Available data Block Start
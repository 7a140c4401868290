//! Reading typed arrays out of the binary blob.
//!
//! [`resolve`] turns a buffer view into a byte window and [`decode`] reads an
//! accessor's elements from that window. The component type is matched once
//! per accessor; the per-element loop is generic over [`Component`].

use glam::Mat4;

use crate::error::{malformed, Error, Location, Result};
use crate::gltf::{Accessor, BufferView, ComponentType, Document, ElementType};

/// Returns the bytes covered by `view`, which is buffer view number `index`.
pub fn resolve<'a>(blob: &'a [u8], view: &BufferView, index: usize) -> Result<&'a [u8]> {
    let out_of_bounds = |end| Error::OutOfBounds {
        location: Location::BufferView(index),
        start: view.byte_offset,
        end,
        limit: blob.len(),
    };
    let end = view
        .byte_offset
        .checked_add(view.byte_length)
        .ok_or_else(|| out_of_bounds(usize::MAX))?;
    blob.get(view.byte_offset..end)
        .ok_or_else(|| out_of_bounds(end))
}

/// Decoded accessor data, one variant per component type.
///
/// Normalized integer accessors decode to `F32`.
#[derive(Debug, Clone, PartialEq)]
pub enum AccessorValues {
    I8(Vec<i8>),
    U8(Vec<u8>),
    I16(Vec<i16>),
    U16(Vec<u16>),
    U32(Vec<u32>),
    F32(Vec<f32>),
}

impl AccessorValues {
    /// Number of components (not elements).
    pub fn len(&self) -> usize {
        match self {
            AccessorValues::I8(values) => values.len(),
            AccessorValues::U8(values) => values.len(),
            AccessorValues::I16(values) => values.len(),
            AccessorValues::U16(values) => values.len(),
            AccessorValues::U32(values) => values.len(),
            AccessorValues::F32(values) => values.len(),
        }
    }

    pub fn is_empty(&self) -> bool {
        self.len() == 0
    }

    /// Every component converted to f32, without rescaling.
    pub fn to_f32(&self) -> Vec<f32> {
        match self {
            AccessorValues::I8(values) => values.iter().map(|&v| f32::from(v)).collect(),
            AccessorValues::U8(values) => values.iter().map(|&v| f32::from(v)).collect(),
            AccessorValues::I16(values) => values.iter().map(|&v| f32::from(v)).collect(),
            AccessorValues::U16(values) => values.iter().map(|&v| f32::from(v)).collect(),
            AccessorValues::U32(values) => values.iter().map(|&v| v as f32).collect(),
            AccessorValues::F32(values) => values.clone(),
        }
    }
}

/// The elements of one accessor.
#[derive(Debug, Clone, PartialEq)]
pub struct Elements {
    pub element_type: ElementType,
    pub values: AccessorValues,
}

impl Elements {
    pub fn len(&self) -> usize {
        self.values.len() / self.element_type.arity()
    }

    pub fn is_empty(&self) -> bool {
        self.values.is_empty()
    }

    /// Elements as `N`-tuples of f32, or None if the arity is not `N`.
    pub fn to_tuples<const N: usize>(&self) -> Option<Vec<[f32; N]>> {
        if self.element_type.arity() != N || self.element_type == ElementType::Mat2 {
            return None;
        }
        let tuples = self
            .values
            .to_f32()
            .chunks_exact(N)
            .map(|chunk| {
                let mut tuple = [0.0; N];
                tuple.copy_from_slice(chunk);
                tuple
            })
            .collect();
        Some(tuples)
    }

    pub fn to_vec2(&self) -> Option<Vec<[f32; 2]>> {
        self.to_tuples()
    }

    pub fn to_vec3(&self) -> Option<Vec<[f32; 3]>> {
        self.to_tuples()
    }

    pub fn to_vec4(&self) -> Option<Vec<[f32; 4]>> {
        self.to_tuples()
    }

    /// Column-major matrices, for MAT4 float accessors.
    pub fn to_mat4(&self) -> Option<Vec<Mat4>> {
        match (&self.element_type, &self.values) {
            (ElementType::Mat4, AccessorValues::F32(values)) => Some(
                values
                    .chunks_exact(16)
                    .map(Mat4::from_cols_slice)
                    .collect(),
            ),
            _ => None,
        }
    }

    /// Scalar unsigned integers widened to u32, for index accessors.
    pub fn to_indices(&self) -> Option<Vec<u32>> {
        if self.element_type != ElementType::Scalar {
            return None;
        }
        match &self.values {
            AccessorValues::U8(values) => Some(values.iter().map(|&v| u32::from(v)).collect()),
            AccessorValues::U16(values) => Some(values.iter().map(|&v| u32::from(v)).collect()),
            AccessorValues::U32(values) => Some(values.clone()),
            _ => None,
        }
    }
}

/// A little-endian component type that can be read out of the blob.
trait Component: Copy + Default {
    fn read_le(bytes: &[u8]) -> Self;
    /// Rescale to [-1, 1] or [0, 1].
    fn normalize(self) -> f32;
}

macro_rules! impl_int_component {
    ($($ty:ty),*) => {$(
        impl Component for $ty {
            fn read_le(bytes: &[u8]) -> Self {
                let mut raw = [0; std::mem::size_of::<$ty>()];
                raw.copy_from_slice(bytes);
                <$ty>::from_le_bytes(raw)
            }

            fn normalize(self) -> f32 {
                (self as f32 / <$ty>::MAX as f32).max(-1.0)
            }
        }
    )*};
}

impl_int_component!(i8, u8, i16, u16, u32);

impl Component for f32 {
    fn read_le(bytes: &[u8]) -> Self {
        f32::from_bits(u32::read_le(bytes))
    }

    fn normalize(self) -> f32 {
        self
    }
}

/// Where each element starts in the view's byte window.
struct Layout {
    offset: usize,
    stride: usize,
    count: usize,
    components: usize,
}

fn read<T: Component>(window: &[u8], layout: &Layout) -> Vec<T> {
    let size = std::mem::size_of::<T>();
    let mut values = Vec::with_capacity(layout.count * layout.components);
    for i in 0..layout.count {
        let start = layout.offset + i * layout.stride;
        let element = &window[start..start + size * layout.components];
        values.extend(element.chunks_exact(size).map(T::read_le));
    }
    values
}

fn read_normalized<T: Component>(window: &[u8], layout: &Layout) -> Vec<f32> {
    read::<T>(window, layout)
        .into_iter()
        .map(Component::normalize)
        .collect()
}

/// Reads a normalized integer accessor as f32.
type NormalizedReader = fn(&[u8], &Layout) -> Vec<f32>;

/// Rejects combinations the decoder does not handle. Returns the reader to use
/// when the accessor is normalized.
fn check_supported(index: usize, accessor: &Accessor) -> Result<Option<NormalizedReader>> {
    let normalized = match accessor.component_type {
        ComponentType::I8 => Some(read_normalized::<i8> as NormalizedReader),
        ComponentType::U8 => Some(read_normalized::<u8> as NormalizedReader),
        ComponentType::I16 => Some(read_normalized::<i16> as NormalizedReader),
        ComponentType::U16 => Some(read_normalized::<u16> as NormalizedReader),
        ComponentType::U32 | ComponentType::F32 => None,
    };
    let reason = match (accessor.element_type, accessor.component_type) {
        (ElementType::Mat2 | ElementType::Mat3, _) => Some("only MAT4 matrices are supported"),
        (ElementType::Mat4, ComponentType::F32) => None,
        (ElementType::Mat4, _) => Some("matrices must be 32-bit floats"),
        _ => None,
    };
    let reason = reason.or_else(|| {
        (accessor.normalized && normalized.is_none())
            .then_some("only 8 and 16 bit integers can be normalized")
    });
    match reason {
        Some(reason) => Err(Error::UnsupportedComponentType {
            accessor: index,
            component_type: accessor.component_type,
            element_type: accessor.element_type,
            reason,
        }),
        None => Ok(normalized.filter(|_| accessor.normalized)),
    }
}

/// Decodes all elements of accessor `index`.
pub fn decode(document: &Document, index: usize) -> Result<Elements> {
    let accessor = document.accessor(index)?;
    let normalized = check_supported(index, accessor)?;
    if accessor.sparse {
        return Err(Error::SparseAccessor { accessor: index });
    }

    let components = accessor.element_type.arity();
    let element_size = accessor.element_size();
    let Some(view_index) = accessor.buffer_view else {
        return zeroed(index, accessor);
    };
    let view = document.buffer_view(view_index)?;
    let window = resolve(&document.blob, view, view_index).map_err(|err| match err {
        Error::OutOfBounds {
            start, end, limit, ..
        } => Error::OutOfBounds {
            location: Location::AccessorView {
                accessor: index,
                view: view_index,
            },
            start,
            end,
            limit,
        },
        err => err,
    })?;

    let stride = view.byte_stride.filter(|&stride| stride != 0).unwrap_or(element_size);
    if stride < element_size {
        return Err(malformed(format!(
            "buffer view {view_index} has stride {stride}, smaller than the {element_size} byte elements of accessor {index}"
        )));
    }

    if accessor.count > 0 {
        let end = (accessor.count - 1)
            .checked_mul(stride)
            .and_then(|last| last.checked_add(accessor.byte_offset))
            .and_then(|last| last.checked_add(element_size));
        match end {
            Some(end) if end <= window.len() => {}
            end => {
                return Err(Error::OutOfBounds {
                    location: Location::Accessor(index),
                    start: accessor.byte_offset,
                    end: end.unwrap_or(usize::MAX),
                    limit: window.len(),
                })
            }
        }
    }

    let layout = Layout {
        offset: accessor.byte_offset,
        stride,
        count: accessor.count,
        components,
    };
    let values = match normalized {
        Some(read_normalized) => AccessorValues::F32(read_normalized(window, &layout)),
        None => match accessor.component_type {
            ComponentType::I8 => AccessorValues::I8(read(window, &layout)),
            ComponentType::U8 => AccessorValues::U8(read(window, &layout)),
            ComponentType::I16 => AccessorValues::I16(read(window, &layout)),
            ComponentType::U16 => AccessorValues::U16(read(window, &layout)),
            ComponentType::U32 => AccessorValues::U32(read(window, &layout)),
            ComponentType::F32 => AccessorValues::F32(read(window, &layout)),
        },
    };

    Ok(Elements {
        element_type: accessor.element_type,
        values,
    })
}

/// Most components an accessor without a buffer view may zero-fill.
const MAX_ZEROED_COMPONENTS: usize = 1 << 26;

/// Accessors without a buffer view are all zeros.
fn zeroed(index: usize, accessor: &Accessor) -> Result<Elements> {
    let len = accessor
        .count
        .checked_mul(accessor.element_type.arity())
        .filter(|&len| len <= MAX_ZEROED_COMPONENTS)
        .ok_or_else(|| {
            malformed(format!(
                "accessor {index} has no buffer view and too many elements to zero-fill ({})",
                accessor.count
            ))
        })?;
    let values = if accessor.normalized {
        AccessorValues::F32(vec![0.0; len])
    } else {
        match accessor.component_type {
            ComponentType::I8 => AccessorValues::I8(vec![0; len]),
            ComponentType::U8 => AccessorValues::U8(vec![0; len]),
            ComponentType::I16 => AccessorValues::I16(vec![0; len]),
            ComponentType::U16 => AccessorValues::U16(vec![0; len]),
            ComponentType::U32 => AccessorValues::U32(vec![0; len]),
            ComponentType::F32 => AccessorValues::F32(vec![0.0; len]),
        }
    };
    Ok(Elements {
        element_type: accessor.element_type,
        values,
    })
}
Available data Block End
From the entries above, return exactly the line containing "pub struct Elements", the line containing "if self.element_type.arity() != N", and all lines between, and nothing else.

pub struct Elements {
    pub element_type: ElementType,
    pub values: AccessorValues,
}

impl Elements {
    pub fn len(&self) -> usize {
        self.values.len() / self.element_type.arity()
    }

    pub fn is_empty(&self) -> bool {
        self.values.is_empty()
    }

    /// Elements as `N`-tuples of f32, or None if the arity is not `N`.
    pub fn to_tuples<const N: usize>(&self) -> Option<Vec<[f32; N]>> {
        if self.element_type.arity() != N || self.element_type == ElementType::Mat2 {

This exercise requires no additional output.